How to cite this URL:
Jyotsna V P. Role of bilateral adrenalectomy in adrenocorticotropic hormone-dependent Cushing's syndrome. Indian J Endocr Metab [serial online] 2015 [cited 2020 Jul 8];19:537-40. Available from: http://www.ijem.in/text.asp?2015/19/5/537/163103

Cushings syndrome (CS) is associated with significant morbidity and mortality as a consequence of catabolic effects of hypercortisolemia. Indications for bilateral adrenalectomy (BA) in adrenocorticotropic hormone (ACTH) dependent Cushings, include occult/unresectable source of ACTH secretion (pituitary or ectopic), hypercortisolemia, which does not improve after definitive surgery or for rapid correction of hypercortisolemia as a life-saving procedure in very sick patients before a definitive tumor removal is performed.

A recent study from our center, [1] includes 293 ACTH-dependent and 71 ACTH independent CS. Among them, 215 were due to Cushings disease and 22 due to ectopic ACTH syndrome (EAS). In 19%, the ACTH source could not be identified. Source of EAS was bronchial carcinoid (7), thymic carcinoid (6), pancreatic neuroendocrine tumor (NET) (4), MEN 2 (1) and metastatic carcinoma (4).

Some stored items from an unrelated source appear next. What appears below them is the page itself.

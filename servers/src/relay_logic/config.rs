use anyhow::{bail, Context, Result};
use clap::Parser;
use lib_common::core::{BackoffPolicy, ChangeFilter, ChangeKind, SessionConfig};
use lib_common::ingestors::RealtimeConfig;
use serde::{Deserialize, Serialize};
use std::fs;
use std::path::{Path, PathBuf};
use std::time::Duration;

/// Default config file, next to the working directory.
const CONFIG_FILE: &str = "server_relay.conf";

/// Shortest accepted fallback poll cadence.
pub const MIN_POLL_INTERVAL: Duration = Duration::from_millis(100);

#[derive(Parser, Deserialize, Serialize, Debug, Clone, Default)]
#[clap(about = "Change-feed relay: realtime upstream to WebSocket clients", version)]
#[serde(rename_all = "camelCase")]
pub struct Config {
    #[clap(long, env = "RELAY_PORT", help = "Port to listen on for client connections.")]
    pub port: Option<u16>,

    #[clap(long, env = "RELAY_CONFIG_PATH", help = "Path to the JSON configuration file.")]
    pub config_path: Option<PathBuf>,

    #[clap(long, env = "RELAY_LOG_DIR", help = "Directory for log files.")]
    pub log_dir: Option<PathBuf>,

    #[clap(long, env = "RELAY_LOG_LEVEL", help = "Logging level (trace, debug, info, warn, error).")]
    pub log_level: Option<String>,

    #[clap(long, env = "SUPABASE_URL", help = "Project base URL, e.g. https://xyz.supabase.co.")]
    pub supabase_url: Option<String>,

    #[clap(long, env = "SUPABASE_ANON_KEY", help = "API key sent upstream and to the peer directory.")]
    pub api_key: Option<String>,

    #[clap(long, env = "RELAY_UPSTREAM_URL", help = "Full upstream WebSocket URL. Overrides the one derived from SUPABASE_URL.")]
    pub upstream_url: Option<String>,

    #[clap(long, env = "RELAY_SCHEMA", help = "Database schema to follow.")]
    pub schema: Option<String>,

    #[clap(long, env = "RELAY_TABLE", help = "Table to follow.")]
    pub table: Option<String>,

    #[clap(long, env = "RELAY_TOPIC", help = "Channel topic. Defaults to realtime:<schema>:<table>.")]
    pub topic: Option<String>,

    #[clap(long, env = "RELAY_CHANGE_EVENTS", help = "Comma-separated row operations (INSERT,UPDATE,DELETE,*).")]
    pub change_events: Option<String>,

    #[clap(long, env = "RELAY_FILTER", help = "Optional row filter, e.g. machine_id=eq.host-1.")]
    pub filter: Option<String>,

    #[clap(long, env = "RELAY_HEARTBEAT_INTERVAL_SECONDS", help = "Upstream heartbeat interval in seconds.")]
    pub heartbeat_interval_seconds: Option<u64>,

    #[clap(long, env = "RELAY_UPSTREAM_LIVENESS_SECONDS", help = "Seconds of upstream silence before the link is declared dead.")]
    pub upstream_liveness_seconds: Option<u64>,

    #[clap(long, env = "RELAY_HANDSHAKE_TIMEOUT_SECONDS", help = "Upstream handshake timeout in seconds.")]
    pub handshake_timeout_seconds: Option<u64>,

    #[clap(long, env = "RELAY_WRITE_TIMEOUT_SECONDS", help = "Deadline for a single write, upstream or downstream.")]
    pub write_timeout_seconds: Option<u64>,

    #[clap(long, env = "RELAY_PONG_WAIT_SECONDS", help = "Seconds a client may stay silent. Pings go out at 9/10 of this.")]
    pub pong_wait_seconds: Option<u64>,

    #[clap(long, env = "RELAY_RECONNECT_BASE_DELAY_MS", help = "Base delay in milliseconds for upstream reconnect attempts.")]
    pub reconnect_base_delay_ms: Option<u64>,

    #[clap(long, env = "RELAY_RECONNECT_MAX_DELAY_MS", help = "Maximum delay in milliseconds for upstream reconnect attempts.")]
    pub reconnect_max_delay_ms: Option<u64>,

    #[clap(long, env = "RELAY_POLL_INTERVAL_MS", help = "Fallback poll interval in milliseconds while the upstream is down.")]
    pub poll_interval_ms: Option<u64>,

    #[clap(long, env = "RELAY_CLIENT_QUEUE_CAPACITY", help = "Outbound queue size per client.")]
    pub client_queue_capacity: Option<usize>,

    #[clap(long, env = "RELAY_EVENT_CHANNEL_CAPACITY", help = "Size of the upstream event channel.")]
    pub event_channel_capacity: Option<usize>,

    #[clap(long, env = "RELAY_MAX_MESSAGE_BYTES", help = "Largest client frame accepted, in bytes.")]
    pub max_message_bytes: Option<usize>,

    #[clap(long, env = "RELAY_PEER_DIRECTORY", help = "Record peer presence over REST (true/false).")]
    pub peer_directory: Option<bool>,

    #[clap(long, env = "TLS_CERT_PATH", help = "Path to the TLS certificate file.")]
    pub tls_cert_path: Option<PathBuf>,

    #[clap(long, env = "TLS_KEY_PATH", help = "Path to the TLS private key file.")]
    pub tls_key_path: Option<PathBuf>,
}

impl Config {
    // Merge two Config structs, where 'other' overrides 'self' for Some values
    fn merge(self, other: Config) -> Config {
        Config {
            port: other.port.or(self.port),
            config_path: other.config_path.or(self.config_path),
            log_dir: other.log_dir.or(self.log_dir),
            log_level: other.log_level.or(self.log_level),
            supabase_url: other.supabase_url.or(self.supabase_url),
            api_key: other.api_key.or(self.api_key),
            upstream_url: other.upstream_url.or(self.upstream_url),
            schema: other.schema.or(self.schema),
            table: other.table.or(self.table),
            topic: other.topic.or(self.topic),
            change_events: other.change_events.or(self.change_events),
            filter: other.filter.or(self.filter),
            heartbeat_interval_seconds: other.heartbeat_interval_seconds.or(self.heartbeat_interval_seconds),
            upstream_liveness_seconds: other.upstream_liveness_seconds.or(self.upstream_liveness_seconds),
            handshake_timeout_seconds: other.handshake_timeout_seconds.or(self.handshake_timeout_seconds),
            write_timeout_seconds: other.write_timeout_seconds.or(self.write_timeout_seconds),
            pong_wait_seconds: other.pong_wait_seconds.or(self.pong_wait_seconds),
            reconnect_base_delay_ms: other.reconnect_base_delay_ms.or(self.reconnect_base_delay_ms),
            reconnect_max_delay_ms: other.reconnect_max_delay_ms.or(self.reconnect_max_delay_ms),
            poll_interval_ms: other.poll_interval_ms.or(self.poll_interval_ms),
            client_queue_capacity: other.client_queue_capacity.or(self.client_queue_capacity),
            event_channel_capacity: other.event_channel_capacity.or(self.event_channel_capacity),
            max_message_bytes: other.max_message_bytes.or(self.max_message_bytes),
            peer_directory: other.peer_directory.or(self.peer_directory),
            tls_cert_path: other.tls_cert_path.or(self.tls_cert_path),
            tls_key_path: other.tls_key_path.or(self.tls_key_path),
        }
    }

    fn defaults() -> Config {
        Config {
            port: Some(8765),
            log_dir: Some(PathBuf::from("./logs")),
            log_level: Some("info".to_string()),
            schema: Some("public".to_string()),
            table: Some("admin_alerts".to_string()),
            change_events: Some("INSERT,UPDATE".to_string()),
            heartbeat_interval_seconds: Some(30),
            upstream_liveness_seconds: Some(60),
            handshake_timeout_seconds: Some(10),
            write_timeout_seconds: Some(10),
            pong_wait_seconds: Some(60),
            reconnect_base_delay_ms: Some(1_000),
            reconnect_max_delay_ms: Some(60_000),
            poll_interval_ms: Some(2_000),
            client_queue_capacity: Some(256),
            event_channel_capacity: Some(256),
            max_message_bytes: Some(512 * 1024),
            peer_directory: Some(true),
            ..Default::default()
        }
    }

    pub fn port(&self) -> u16 {
        self.port.unwrap_or(8765)
    }

    pub fn log_dir(&self) -> PathBuf {
        self.log_dir.clone().unwrap_or_else(|| PathBuf::from("./logs"))
    }

    pub fn log_level(&self) -> String {
        self.log_level.clone().unwrap_or_else(|| "info".to_string())
    }

    fn secs(value: Option<u64>, default: u64) -> Duration {
        Duration::from_secs(value.unwrap_or(default))
    }

    fn millis(value: Option<u64>, default: u64) -> Duration {
        Duration::from_millis(value.unwrap_or(default))
    }

    /// Rejects timer and sizing settings the relay cannot run with.
    pub fn validate(&self) -> Result<()> {
        let positive_seconds = [
            ("heartbeatIntervalSeconds", self.heartbeat_interval_seconds),
            ("upstreamLivenessSeconds", self.upstream_liveness_seconds),
            ("handshakeTimeoutSeconds", self.handshake_timeout_seconds),
            ("writeTimeoutSeconds", self.write_timeout_seconds),
            ("pongWaitSeconds", self.pong_wait_seconds),
        ];
        for (name, value) in positive_seconds {
            if value == Some(0) {
                bail!("{} must be at least 1", name);
            }
        }

        let poll = self.poll_interval();
        if poll < MIN_POLL_INTERVAL {
            bail!("pollIntervalMs must be at least {}", MIN_POLL_INTERVAL.as_millis());
        }

        let base = Self::millis(self.reconnect_base_delay_ms, 1_000);
        let max = Self::millis(self.reconnect_max_delay_ms, 60_000);
        if base.is_zero() {
            bail!("reconnectBaseDelayMs must be at least 1");
        }
        if max < base {
            bail!("reconnectMaxDelayMs ({:?}) is below reconnectBaseDelayMs ({:?})", max, base);
        }

        let heartbeat = Self::secs(self.heartbeat_interval_seconds, 30);
        let liveness = Self::secs(self.upstream_liveness_seconds, 60);
        if heartbeat >= liveness {
            bail!(
                "heartbeatIntervalSeconds ({:?}) must be shorter than upstreamLivenessSeconds ({:?})",
                heartbeat,
                liveness
            );
        }

        let sizes = [
            ("clientQueueCapacity", self.client_queue_capacity),
            ("eventChannelCapacity", self.event_channel_capacity),
            ("maxMessageBytes", self.max_message_bytes),
        ];
        for (name, value) in sizes {
            if value == Some(0) {
                bail!("{} must be at least 1", name);
            }
        }
        Ok(())
    }

    /// The upstream subscription built from the merged settings.
    pub fn realtime_config(&self) -> Result<RealtimeConfig> {
        let endpoint = match (&self.upstream_url, &self.supabase_url, &self.api_key) {
            (Some(url), _, _) => url.clone(),
            (None, Some(base), Some(key)) => RealtimeConfig::endpoint_for(base, key)
                .with_context(|| format!("Cannot derive the realtime endpoint from '{}'", base))?,
            _ => bail!("SUPABASE_URL and SUPABASE_ANON_KEY (or RELAY_UPSTREAM_URL) must be set"),
        };

        let schema = self.schema.as_deref().unwrap_or("public");
        let table = self.table.as_deref().unwrap_or("admin_alerts");
        let mut config = RealtimeConfig::for_table(endpoint, schema, table);

        if let Some(events) = &self.change_events {
            let kinds = events
                .split(',')
                .filter(|s| !s.trim().is_empty())
                .map(str::parse::<ChangeKind>)
                .collect::<Result<Vec<_>, _>>()
                .context("Invalid changeEvents")?;
            if kinds.is_empty() {
                bail!("changeEvents must name at least one operation");
            }
            config.changes = kinds
                .into_iter()
                .map(|kind| ChangeFilter::new(kind, schema, table))
                .collect();
        }
        if let Some(filter) = self.filter.as_deref().filter(|f| !f.is_empty()) {
            config = config.with_filter(filter);
        }
        if let Some(topic) = &self.topic {
            config.topic = topic.clone();
        }

        config.heartbeat_interval = Self::secs(self.heartbeat_interval_seconds, 30);
        config.liveness_timeout = Self::secs(self.upstream_liveness_seconds, 60);
        config.handshake_timeout = Self::secs(self.handshake_timeout_seconds, 10);
        config.write_timeout = Self::secs(self.write_timeout_seconds, 10);
        Ok(config)
    }

    pub fn backoff_policy(&self) -> BackoffPolicy {
        BackoffPolicy::new(
            Self::millis(self.reconnect_base_delay_ms, 1_000),
            Self::millis(self.reconnect_max_delay_ms, 60_000),
        )
    }

    pub fn session_config(&self) -> SessionConfig {
        let mut session =
            SessionConfig::default().with_pong_wait(Self::secs(self.pong_wait_seconds, 60));
        session.write_timeout = Self::secs(self.write_timeout_seconds, 10);
        session.queue_capacity = self.client_queue_capacity.unwrap_or(256).max(1);
        session
    }

    pub fn poll_interval(&self) -> Duration {
        Self::millis(self.poll_interval_ms, 2_000)
    }

    pub fn event_channel_capacity(&self) -> usize {
        self.event_channel_capacity.unwrap_or(256).max(1)
    }

    pub fn max_message_bytes(&self) -> usize {
        self.max_message_bytes.unwrap_or(512 * 1024)
    }

    /// Base URL and key for the REST peer directory, when enabled and configured.
    pub fn peer_directory(&self) -> Option<(&str, &str)> {
        if !self.peer_directory.unwrap_or(true) {
            return None;
        }
        Some((self.supabase_url.as_deref()?, self.api_key.as_deref()?))
    }

    /// Certificate and key paths, only when both files exist.
    pub fn tls_paths(&self) -> Option<(PathBuf, PathBuf)> {
        let cert = self.tls_cert_path.clone()?;
        let key = self.tls_key_path.clone()?;
        if cert.exists() && key.exists() {
            Some((cert, key))
        } else {
            log::info!(
                "TLS files not found ({} / {}). Serving plain HTTP.",
                cert.display(),
                key.display()
            );
            None
        }
    }
}

/// defaults < config file < environment/CLI.
pub fn load_config() -> Config {
    load_config_from(Config::parse())
}

fn load_config_from(cli: Config) -> Config {
    let config_file_path = cli
        .config_path
        .clone()
        .unwrap_or_else(|| PathBuf::from(CONFIG_FILE));

    let mut current_config = Config::defaults();
    if let Some(file_config) = read_config_file(&config_file_path) {
        current_config = current_config.merge(file_config);
    }
    current_config = current_config.merge(cli);

    // Apply default TLS paths if not already set
    if current_config.tls_cert_path.is_none() || current_config.tls_key_path.is_none() {
        if let Some(home_dir) = dirs::home_dir() {
            let letsencrypt_dir = home_dir.join(".letsencrypt");
            if current_config.tls_cert_path.is_none() {
                current_config.tls_cert_path = Some(letsencrypt_dir.join("fullchain.pem"));
            }
            if current_config.tls_key_path.is_none() {
                current_config.tls_key_path = Some(letsencrypt_dir.join("privkey.pem"));
            }
        } else {
            log::warn!("Could not determine home directory for default TLS paths.");
        }
    }

    current_config
}

fn read_config_file(path: &Path) -> Option<Config> {
    if !path.exists() {
        log::info!(
            "Config file not found at {}. Using defaults and environment/CLI variables.",
            path.display()
        );
        return None;
    }
    let config_str = match fs::read_to_string(path) {
        Ok(s) => s,
        Err(e) => {
            log::warn!("Failed to read config file {}: {}. Falling back to other sources.", path.display(), e);
            return None;
        }
    };
    match serde_json::from_str::<Config>(&config_str) {
        Ok(config) => Some(config),
        Err(e) => {
            log::warn!("Failed to parse config file {}: {}. Falling back to other sources.", path.display(), e);
            None
        }
    }
}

In a previous study from our center, [2] 16 patients with severe hypercortisolism underwent BA as a life-saving measure, which was followed by definitive surgery later in cases where pituitary or ectopic source was identified. BA reduced catabolic features of severe hypercortisolism rendering the patient fit for definitive surgery later. Benefits and risks of pituitary exploration, BA and medical therapy were discussed with the patient and their families and treatment provided as per their choice.

In a study from KEM, Mumbai, [3] out of 100 consecutive patients of CS who underwent transsphenoidal surgery, the cure rate for microadenoma was 77% and for macroadenoma was 36%. A second trans-sphenoidal surgery, radiotherapy, and BA were additional modalities used (in that order), in patients who were not cured or who had recurrence. [3] In a study from PGI, Chandigarh, among 12 patients of EAS, five patients had thymic carcinoid, 3 bronchial carcinoid and one each had islet, hepatic, gut carcinoid and medullary thyroid carcinoma (MTC). During mean duration of follow-up of 43 months, only two could sustain cure while remaining had either residual tumor or recurrence. [4]

In a study from SGPGI, Lucknow, that assessed the long-term outcome of adrenalectomy in patients with CS, it was observed that BA provides early control of hypercortisolism in cases of unlocalized/EAS or failed transsphenoidal surgery. Even though, after adrenalectomy patient requires lifelong steroid replacement, quality of life and productivity improves considerably. [5]

As illustrative cases, let us go through why BA was chosen for few patients of ACTH-dependent Cushings in the last 1-year at our center.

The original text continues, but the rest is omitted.